Marya: One of the big things is just learning to listen to patients, which is what we're terrible at doing in medicine: taking the time to listen to why people think they are getting sick. If they're a person from a historically marginalized group, sit and learn, or maybe go visit the community and say, ‘Okay, show me what's going on in your environment so I can understand why you're sick.’

There’s a subsection called “How to Decolonize a Hospital.” What does decolonizing medicine mean?

Marya: How we get seen as our whole selves, as our ecosystems. I think it is actually an imperative if we want to transform medicine and make it something that actually serves all. The architecture of medicine, and why we call to decolonize it, is because it doesn’t serve our patients. It actually doesn’t even serve us, those who are brown and black. It was never built for us. It was built to keep the colonists healthy enough and us healthy enough to extract as much as we could from our homelands and send it off to the metropoles. One of the first steps we could take is getting universal healthcare for everybody, so that doctors can be given the opportunity to practice in different settings, and to make that universal healthcare include other modalities outside of Western medicine.

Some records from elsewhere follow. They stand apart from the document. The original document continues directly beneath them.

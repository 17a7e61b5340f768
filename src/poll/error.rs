//! Error types for the polling engine.

use thiserror::Error;

use crate::source::SourceError;

use super::subscriber::SubscriberError;

/// Error type for subscription construction and polling.
///
/// Every variant is fatal to the running loop; the engine performs no
/// retries and no partial recovery. Restarting after a fault means
/// constructing and launching a new service.
#[derive(Debug, Error)]
pub enum PollError {
    /// The polling interval was zero.
    ///
    /// Raised synchronously at construction; no subscription is
    /// produced.
    #[error("Polling interval must be greater than zero")]
    ZeroInterval,

    /// The configured batch limit falls outside the accepted range.
    ///
    /// Raised synchronously at construction, before any I/O.
    #[error("Invalid batch limit: {0}")]
    InvalidLimit(#[source] SourceError),

    /// Fetching from the notification source failed.
    ///
    /// The source error is propagated verbatim; retry policy, if any,
    /// belongs to the source itself.
    #[error("Failed to fetch notifications: {0}")]
    Fetch(#[source] SourceError),

    /// A subscriber rejected a delivered payload.
    ///
    /// Remaining subscribers for that iteration are skipped and the
    /// loop terminates; the engine does not isolate subscriber
    /// failures.
    #[error("Subscriber failed: {0}")]
    Subscriber(#[source] SubscriberError),
}

#[cfg(test)]
mod tests {
    use super::*;
    use std::error::Error;

    #[test]
    fn zero_interval_displays_message() {
        assert_eq!(
            PollError::ZeroInterval.to_string(),
            "Polling interval must be greater than zero"
        );
    }

    #[test]
    fn invalid_limit_preserves_source_chain() {
        let error = PollError::InvalidLimit(SourceError::InvalidLimit { value: 0 });

        assert!(error.to_string().contains("Invalid batch limit"));
        let source = error.source().expect("has source");
        assert!(source.to_string().contains('0'));
    }

    #[test]
    fn fetch_error_preserves_source_chain() {
        let error = PollError::Fetch(SourceError::Empty);

        let source = error.source().expect("has source");
        assert!(source.to_string().contains("no records"));
    }

    #[test]
    fn subscriber_error_displays_with_context() {
        let error = PollError::Subscriber(SubscriberError::msg("sink full"));

        assert!(error.to_string().contains("Subscriber failed"));
        assert!(error.to_string().contains("sink full"));
    }
}
//! Remote queue-backed notification source.

use http::HeaderMap;
use serde::Deserialize;
use url::Url;

use crate::notification::{Notification, NotificationBatch};

use super::{BatchLimit, HttpClient, HttpError, HttpRequest, NotificationSource, SourceError};

/// JSON envelope returned by the notifications endpoint.
#[derive(Debug, Deserialize)]
struct NotificationPage {
    #[serde(default)]
    notifications: Vec<Notification>,
}

/// Notification source backed by a remote HTTP queue endpoint.
///
/// Retrieves pages from `GET {base}/notifications[?limit=N]` and
/// decodes the JSON envelope into a [`NotificationBatch`]. The remote
/// long-polls, so a request blocks server-side until records are
/// available or the server's own window elapses.
///
/// # Type Parameters
///
/// * `H` - The [`HttpClient`] implementation used for transport
///
/// # Example
///
/// ```
/// use notipoll::source::{RemoteSource, ReqwestClient};
/// use url::Url;
///
/// let source = RemoteSource::new(
///     ReqwestClient::new(),
///     Url::parse("https://queue.example.com/api/v1/").unwrap(),
/// );
/// ```
#[derive(Debug)]
pub struct RemoteSource<H> {
    client: H,
    base_url: Url,
    headers: HeaderMap,
}

impl<H> RemoteSource<H> {
    /// Creates a source for the given endpoint with default headers
    /// (`Accept: application/json`).
    #[must_use]
    pub fn new(client: H, base_url: Url) -> Self {
        let mut headers = HeaderMap::new();
        headers.insert(
            http::header::ACCEPT,
            http::HeaderValue::from_static("application/json"),
        );

        Self {
            client,
            base_url,
            headers,
        }
    }

    /// Replaces the request headers wholesale.
    ///
    /// The configuration layer builds the header map (authorization,
    /// custom headers); this source only attaches it to every request.
    #[must_use]
    pub fn with_headers(mut self, headers: HeaderMap) -> Self {
        self.headers = headers;
        self
    }

    /// Returns the configured endpoint base URL.
    #[must_use]
    pub const fn base_url(&self) -> &Url {
        &self.base_url
    }
}

impl<H: HttpClient> RemoteSource<H> {
    /// Builds the page URL for one retrieval.
    fn page_url(&self, limit: Option<BatchLimit>) -> Result<Url, SourceError> {
        let mut url = self.base_url.clone();

        url.path_segments_mut()
            .map_err(|()| {
                SourceError::Http(HttpError::InvalidUrl(format!(
                    "cannot-be-a-base URL: {}",
                    self.base_url
                )))
            })?
            .pop_if_empty()
            .push("notifications");

        if let Some(limit) = limit {
            url.query_pairs_mut()
                .append_pair("limit", &limit.get().to_string());
        }

        Ok(url)
    }

    /// Retrieves and decodes one page.
    async fn fetch_page(&self, limit: Option<BatchLimit>) -> Result<NotificationBatch, SourceError> {
        let request = HttpRequest::get(self.page_url(limit)?).with_headers(self.headers.clone());

        let response = self.client.get(request).await?;

        if !response.is_success() {
            return Err(SourceError::UnexpectedStatus {
                status: response.status,
                body: response.body_text().map(ToString::to_string),
            });
        }

        let page: NotificationPage = serde_json::from_slice(&response.body)?;
        tracing::debug!("Retrieved {} notification(s)", page.notifications.len());

        Ok(NotificationBatch::from(page.notifications))
    }
}

impl<H: HttpClient> NotificationSource for RemoteSource<H> {
    async fn fetch_one(&self) -> Result<Notification, SourceError> {
        let batch = self.fetch_page(Some(BatchLimit::ONE)).await?;
        batch.into_vec().into_iter().next().ok_or(SourceError::Empty)
    }

    async fn fetch_batch(&self, limit: Option<BatchLimit>) -> Result<NotificationBatch, SourceError> {
        self.fetch_page(limit).await
    }
}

I’m going to play devil’s advocate here. Hasn’t Western medicine made great advances in healthcare? I’m 32 and got diagnosed with early-onset cataracts. I got surgery for it, but millions of people around the world don’t have the surgery available to them.

Patel: First of all, of course, it's certainly the case that under Covid, we've seen a tremendous decline in U.S. life expectancy, but even before that, people were crowing about how fabulous everything was and that the Enlightenment has reached its zenith and we've never had it so good. At the same time, we have a massive opioid epidemic, and we're living through the sixth extinction, and we have precipitated a climate apocalypse. You don't get to have one without the other. You don't get to sing the praises of modern science and pretend that all that other stuff hasn't happened. It's rather like the banker falling off the ledge and saying, ‘So far, so good,’ before they hit the ground.

Bear in mind, we like science. We like peer review. We like knowledge. We like the idea of people getting together and debating and deliberating and increasing the health of them and their communities through connection. At its best, that's what science does. We just don't like colonial capitalism, and those are two very different things. Unfortunately, the kinds of science that have got us to this particular place are the kinds that have been desperately commodified and privatized.

One aspect of the book that inflamed me were all the areas where you identified how society tends to view bad health as a personal failing. The little kid who grows up in a home infested with lead paint, for instance, didn’t ask for it. And even young, healthy people got Covid-19 over the last year.

Marya: People want to live a healthy life, and they want their children to have a healthy life. But the immune response is shaped by the world around us. So when you're looking at someone and you say, ‘Oh, you just need to exercise more,’ and you see disease as an outcome of personal failure, that's part of the colonial capitalist mythology. But some people never had the chance to be healthy. They were born in this neighborhood. They were exposed to police violence. Their ancestors were killed by colonizers. When we understand the social structure around certain bodies, certain bodies that tend to be black, brown and indigenous—or poor white folks, working-class folks, when you're in that hell of debt—there's no way you can be healthy. This is not a personal failure. It's cruel to call it a personal failure because it is completely built into the architecture of this society. So what we are saying is that if we want health outcomes, real health outcomes for people that are improved, we have to start dismantling that architecture and building another one.

This interview has been edited and condensed.